### What is required:
Write out every entry below word for word, leaving nothing out.

───── Input for this task

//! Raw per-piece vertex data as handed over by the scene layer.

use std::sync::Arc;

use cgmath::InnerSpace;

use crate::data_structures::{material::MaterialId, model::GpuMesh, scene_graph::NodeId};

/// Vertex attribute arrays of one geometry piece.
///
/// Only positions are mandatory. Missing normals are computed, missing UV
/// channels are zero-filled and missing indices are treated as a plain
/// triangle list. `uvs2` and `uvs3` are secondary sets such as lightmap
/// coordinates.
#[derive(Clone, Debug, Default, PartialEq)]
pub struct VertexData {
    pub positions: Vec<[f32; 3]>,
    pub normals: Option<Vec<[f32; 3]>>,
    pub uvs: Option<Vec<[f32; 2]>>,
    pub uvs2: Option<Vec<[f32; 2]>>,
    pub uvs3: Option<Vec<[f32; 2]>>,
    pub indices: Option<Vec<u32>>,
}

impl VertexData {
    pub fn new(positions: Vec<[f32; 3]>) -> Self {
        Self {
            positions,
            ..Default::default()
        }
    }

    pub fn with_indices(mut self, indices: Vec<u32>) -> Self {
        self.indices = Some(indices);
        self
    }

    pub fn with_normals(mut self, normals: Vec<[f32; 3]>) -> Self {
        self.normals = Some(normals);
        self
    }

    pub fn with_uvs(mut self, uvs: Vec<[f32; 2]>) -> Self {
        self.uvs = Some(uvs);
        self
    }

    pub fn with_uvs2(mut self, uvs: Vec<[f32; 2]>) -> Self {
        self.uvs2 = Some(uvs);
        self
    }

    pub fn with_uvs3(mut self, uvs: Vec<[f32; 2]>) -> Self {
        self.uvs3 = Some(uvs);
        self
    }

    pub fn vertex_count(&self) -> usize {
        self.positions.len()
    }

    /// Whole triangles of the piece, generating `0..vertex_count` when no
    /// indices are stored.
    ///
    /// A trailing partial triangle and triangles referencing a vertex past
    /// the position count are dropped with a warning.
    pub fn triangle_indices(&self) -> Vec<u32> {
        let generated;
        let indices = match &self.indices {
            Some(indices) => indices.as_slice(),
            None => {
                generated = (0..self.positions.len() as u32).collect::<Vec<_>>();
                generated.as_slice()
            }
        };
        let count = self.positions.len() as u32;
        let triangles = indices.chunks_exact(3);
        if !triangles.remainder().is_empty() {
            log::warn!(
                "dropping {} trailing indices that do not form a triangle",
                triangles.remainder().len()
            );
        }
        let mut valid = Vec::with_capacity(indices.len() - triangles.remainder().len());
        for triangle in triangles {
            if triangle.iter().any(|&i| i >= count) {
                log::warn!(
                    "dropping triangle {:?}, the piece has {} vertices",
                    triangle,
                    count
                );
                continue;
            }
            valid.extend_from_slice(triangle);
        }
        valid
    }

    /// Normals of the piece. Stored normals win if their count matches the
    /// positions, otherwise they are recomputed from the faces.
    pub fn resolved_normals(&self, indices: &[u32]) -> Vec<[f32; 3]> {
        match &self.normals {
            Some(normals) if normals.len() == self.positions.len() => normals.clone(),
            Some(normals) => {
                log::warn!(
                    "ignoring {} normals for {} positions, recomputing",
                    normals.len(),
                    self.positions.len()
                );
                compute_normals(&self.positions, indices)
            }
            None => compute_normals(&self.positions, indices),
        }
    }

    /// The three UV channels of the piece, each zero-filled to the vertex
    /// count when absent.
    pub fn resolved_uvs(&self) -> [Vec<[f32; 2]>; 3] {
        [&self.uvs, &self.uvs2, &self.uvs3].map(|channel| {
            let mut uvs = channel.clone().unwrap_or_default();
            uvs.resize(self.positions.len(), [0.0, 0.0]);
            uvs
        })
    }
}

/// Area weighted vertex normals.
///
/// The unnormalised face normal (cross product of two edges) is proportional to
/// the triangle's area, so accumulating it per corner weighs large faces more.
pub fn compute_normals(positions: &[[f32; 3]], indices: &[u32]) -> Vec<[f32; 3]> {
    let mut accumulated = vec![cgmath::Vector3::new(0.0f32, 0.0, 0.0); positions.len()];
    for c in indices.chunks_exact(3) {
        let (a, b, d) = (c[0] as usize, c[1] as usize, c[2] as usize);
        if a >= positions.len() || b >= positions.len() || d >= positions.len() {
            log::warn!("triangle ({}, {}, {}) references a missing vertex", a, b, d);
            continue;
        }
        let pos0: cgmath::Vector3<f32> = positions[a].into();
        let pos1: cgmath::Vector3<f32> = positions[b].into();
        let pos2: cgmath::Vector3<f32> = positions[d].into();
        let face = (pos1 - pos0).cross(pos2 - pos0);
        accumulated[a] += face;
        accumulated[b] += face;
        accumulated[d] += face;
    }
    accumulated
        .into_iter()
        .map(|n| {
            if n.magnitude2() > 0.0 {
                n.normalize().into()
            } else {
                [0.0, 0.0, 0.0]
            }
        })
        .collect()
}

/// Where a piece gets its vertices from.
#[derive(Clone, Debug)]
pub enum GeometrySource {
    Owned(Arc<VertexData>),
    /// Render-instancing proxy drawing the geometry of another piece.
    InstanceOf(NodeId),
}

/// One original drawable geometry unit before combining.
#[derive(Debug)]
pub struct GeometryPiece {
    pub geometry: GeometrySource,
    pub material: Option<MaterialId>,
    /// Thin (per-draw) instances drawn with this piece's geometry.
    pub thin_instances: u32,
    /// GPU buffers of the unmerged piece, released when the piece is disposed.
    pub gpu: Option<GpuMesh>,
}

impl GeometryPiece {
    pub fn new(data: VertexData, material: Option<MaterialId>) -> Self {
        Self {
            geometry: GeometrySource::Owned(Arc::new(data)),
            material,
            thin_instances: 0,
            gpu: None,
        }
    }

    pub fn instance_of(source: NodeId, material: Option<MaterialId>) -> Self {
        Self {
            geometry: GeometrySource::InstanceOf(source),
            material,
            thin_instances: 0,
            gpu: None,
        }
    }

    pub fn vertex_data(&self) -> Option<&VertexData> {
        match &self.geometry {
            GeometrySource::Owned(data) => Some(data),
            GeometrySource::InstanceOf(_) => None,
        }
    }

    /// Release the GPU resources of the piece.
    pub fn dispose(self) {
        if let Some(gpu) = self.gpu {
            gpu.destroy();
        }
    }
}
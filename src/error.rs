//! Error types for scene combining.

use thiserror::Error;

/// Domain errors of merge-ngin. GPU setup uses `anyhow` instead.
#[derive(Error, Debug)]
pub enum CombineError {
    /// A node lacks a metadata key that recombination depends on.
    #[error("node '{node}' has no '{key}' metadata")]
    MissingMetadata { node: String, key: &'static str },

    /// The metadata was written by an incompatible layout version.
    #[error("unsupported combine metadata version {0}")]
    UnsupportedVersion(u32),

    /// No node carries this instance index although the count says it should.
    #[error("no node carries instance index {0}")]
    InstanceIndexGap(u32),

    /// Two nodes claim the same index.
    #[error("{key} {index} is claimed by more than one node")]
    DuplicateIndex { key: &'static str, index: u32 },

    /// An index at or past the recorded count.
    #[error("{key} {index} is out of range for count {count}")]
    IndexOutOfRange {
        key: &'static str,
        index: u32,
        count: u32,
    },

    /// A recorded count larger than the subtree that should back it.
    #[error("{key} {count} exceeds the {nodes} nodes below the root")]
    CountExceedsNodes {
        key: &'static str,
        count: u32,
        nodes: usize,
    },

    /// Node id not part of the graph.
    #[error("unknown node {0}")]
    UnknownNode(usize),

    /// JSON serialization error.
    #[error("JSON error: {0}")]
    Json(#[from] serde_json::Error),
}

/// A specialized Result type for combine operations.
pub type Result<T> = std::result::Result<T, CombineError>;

──────────

### Response to this task:
//! Raw per-piece vertex data as handed over by the scene layer.

use std::sync::Arc;

use cgmath::InnerSpace;

use crate::data_structures::{material::MaterialId, model::GpuMesh, scene_graph::NodeId};

/// Vertex attribute arrays of one geometry piece.
///
/// Only positions are mandatory. Missing normals are computed, missing UV
/// channels are zero-filled and missing indices are treated as a plain
/// triangle list. `uvs2` and `uvs3` are secondary sets such as lightmap
/// coordinates.
#[derive(Clone, Debug, Default, PartialEq)]
pub struct VertexData {
    pub positions: Vec<[f32; 3]>,
    pub normals: Option<Vec<[f32; 3]>>,
    pub uvs: Option<Vec<[f32; 2]>>,
    pub uvs2: Option<Vec<[f32; 2]>>,
    pub uvs3: Option<Vec<[f32; 2]>>,
    pub indices: Option<Vec<u32>>,
}

impl VertexData {
    pub fn new(positions: Vec<[f32; 3]>) -> Self {
        Self {
            positions,
            ..Default::default()
        }
    }

    pub fn with_indices(mut self, indices: Vec<u32>) -> Self {
        self.indices = Some(indices);
        self
    }

    pub fn with_normals(mut self, normals: Vec<[f32; 3]>) -> Self {
        self.normals = Some(normals);
        self
    }

    pub fn with_uvs(mut self, uvs: Vec<[f32; 2]>) -> Self {
        self.uvs = Some(uvs);
        self
    }

    pub fn with_uvs2(mut self, uvs: Vec<[f32; 2]>) -> Self {
        self.uvs2 = Some(uvs);
        self
    }

    pub fn with_uvs3(mut self, uvs: Vec<[f32; 2]>) -> Self {
        self.uvs3 = Some(uvs);
        self
    }

    pub fn vertex_count(&self) -> usize {
        self.positions.len()
    }

    /// Whole triangles of the piece, generating `0..vertex_count` when no
    /// indices are stored.
    ///
    /// A trailing partial triangle and triangles referencing a vertex past
    /// the position count are dropped with a warning.
    pub fn triangle_indices(&self) -> Vec<u32> {
        let generated;
        let indices = match &self.indices {
            Some(indices) => indices.as_slice(),
            None => {
                generated = (0..self.positions.len() as u32).collect::<Vec<_>>();
                generated.as_slice()
            }
        };
        let count = self.positions.len() as u32;
        let triangles = indices.chunks_exact(3);
        if !triangles.remainder().is_empty() {
            log::warn!(
                "dropping {} trailing indices that do not form a triangle",
                triangles.remainder().len()
            );
        }
        let mut valid = Vec::with_capacity(indices.len() - triangles.remainder().len());
        for triangle in triangles {
            if triangle.iter().any(|&i| i >= count) {
                log::warn!(
                    "dropping triangle {:?}, the piece has {} vertices",
                    triangle,
                    count
                );
                continue;
            }
            valid.extend_from_slice(triangle);
        }
        valid
    }

    /// Normals of the piece. Stored normals win if their count matches the
    /// positions, otherwise they are recomputed from the faces.
    pub fn resolved_normals(&self, indices: &[u32]) -> Vec<[f32; 3]> {
        match &self.normals {
            Some(normals) if normals.len() == self.positions.len() => normals.clone(),
            Some(normals) => {
                log::warn!(
                    "ignoring {} normals for {} positions, recomputing",
                    normals.len(),
                    self.positions.len()
                );
                compute_normals(&self.positions, indices)
            }
            None => compute_normals(&self.positions, indices),
        }
    }

    /// The three UV channels of the piece, each zero-filled to the vertex
    /// count when absent.
    pub fn resolved_uvs(&self) -> [Vec<[f32; 2]>; 3] {
        [&self.uvs, &self.uvs2, &self.uvs3].map(|channel| {
            let mut uvs = channel.clone().unwrap_or_default();
            uvs.resize(self.positions.len(), [0.0, 0.0]);
            uvs
        })
    }
}

/// Area weighted vertex normals.
///
/// The unnormalised face normal (cross product of two edges) is proportional to
/// the triangle's area, so accumulating it per corner weighs large faces more.
pub fn compute_normals(positions: &[[f32; 3]], indices: &[u32]) -> Vec<[f32; 3]> {
    let mut accumulated = vec![cgmath::Vector3::new(0.0f32, 0.0, 0.0); positions.len()];
    for c in indices.chunks_exact(3) {
        let (a, b, d) = (c[0] as usize, c[1] as usize, c[2] as usize);
        if a >= positions.len() || b >= positions.len() || d >= positions.len() {
            log::warn!("triangle ({}, {}, {}) references a missing vertex", a, b, d);
            continue;
        }
        let pos0: cgmath::Vector3<f32> = positions[a].into();
        let pos1: cgmath::Vector3<f32> = positions[b].into();
        let pos2: cgmath::Vector3<f32> = positions[d].into();
        let face = (pos1 - pos0).cross(pos2 - pos0);
        accumulated[a] += face;
        accumulated[b] += face;
        accumulated[d] += face;
    }
    accumulated
        .into_iter()
        .map(|n| {
            if n.magnitude2() > 0.0 {
                n.normalize().into()
            } else {
                [0.0, 0.0, 0.0]
            }
        })
        .collect()
}

/// Where a piece gets its vertices from.
#[derive(Clone, Debug)]
pub enum GeometrySource {
    Owned(Arc<VertexData>),
    /// Render-instancing proxy drawing the geometry of another piece.
    InstanceOf(NodeId),
}

/// One original drawable geometry unit before combining.
#[derive(Debug)]
pub struct GeometryPiece {
    pub geometry: GeometrySource,
    pub material: Option<MaterialId>,
    /// Thin (per-draw) instances drawn with this piece's geometry.
    pub thin_instances: u32,
    /// GPU buffers of the unmerged piece, released when the piece is disposed.
    pub gpu: Option<GpuMesh>,
}

impl GeometryPiece {
    pub fn new(data: VertexData, material: Option<MaterialId>) -> Self {
        Self {
            geometry: GeometrySource::Owned(Arc::new(data)),
            material,
            thin_instances: 0,
            gpu: None,
        }
    }

    pub fn instance_of(source: NodeId, material: Option<MaterialId>) -> Self {
        Self {
            geometry: GeometrySource::InstanceOf(source),
            material,
            thin_instances: 0,
            gpu: None,
        }
    }

    pub fn vertex_data(&self) -> Option<&VertexData> {
        match &self.geometry {
            GeometrySource::Owned(data) => Some(data),
            GeometrySource::InstanceOf(_) => None,
        }
    }

    /// Release the GPU resources of the piece.
    pub fn dispose(self) {
        if let Some(gpu) = self.gpu {
            gpu.destroy();
        }
    }
}
filename src/error.rs
//! Error types for scene combining.

use thiserror::Error;

/// Domain errors of merge-ngin. GPU setup uses `anyhow` instead.
#[derive(Error, Debug)]
pub enum CombineError {
    /// A node lacks a metadata key that recombination depends on.
    #[error("node '{node}' has no '{key}' metadata")]
    MissingMetadata { node: String, key: &'static str },

    /// The metadata was written by an incompatible layout version.
    #[error("unsupported combine metadata version {0}")]
    UnsupportedVersion(u32),

    /// No node carries this instance index although the count says it should.
    #[error("no node carries instance index {0}")]
    InstanceIndexGap(u32),

    /// Two nodes claim the same index.
    #[error("{key} {index} is claimed by more than one node")]
    DuplicateIndex { key: &'static str, index: u32 },

    /// An index at or past the recorded count.
    #[error("{key} {index} is out of range for count {count}")]
    IndexOutOfRange {
        key: &'static str,
        index: u32,
        count: u32,
    },

    /// A recorded count larger than the subtree that should back it.
    #[error("{key} {count} exceeds the {nodes} nodes below the root")]
    CountExceedsNodes {
        key: &'static str,
        count: u32,
        nodes: usize,
    },

    /// Node id not part of the graph.
    #[error("unknown node {0}")]
    UnknownNode(usize),

    /// JSON serialization error.
    #[error("JSON error: {0}")]
    Json(#[from] serde_json::Error),
}

/// A specialized Result type for combine operations.
pub type Result<T> = std::result::Result<T, CombineError>;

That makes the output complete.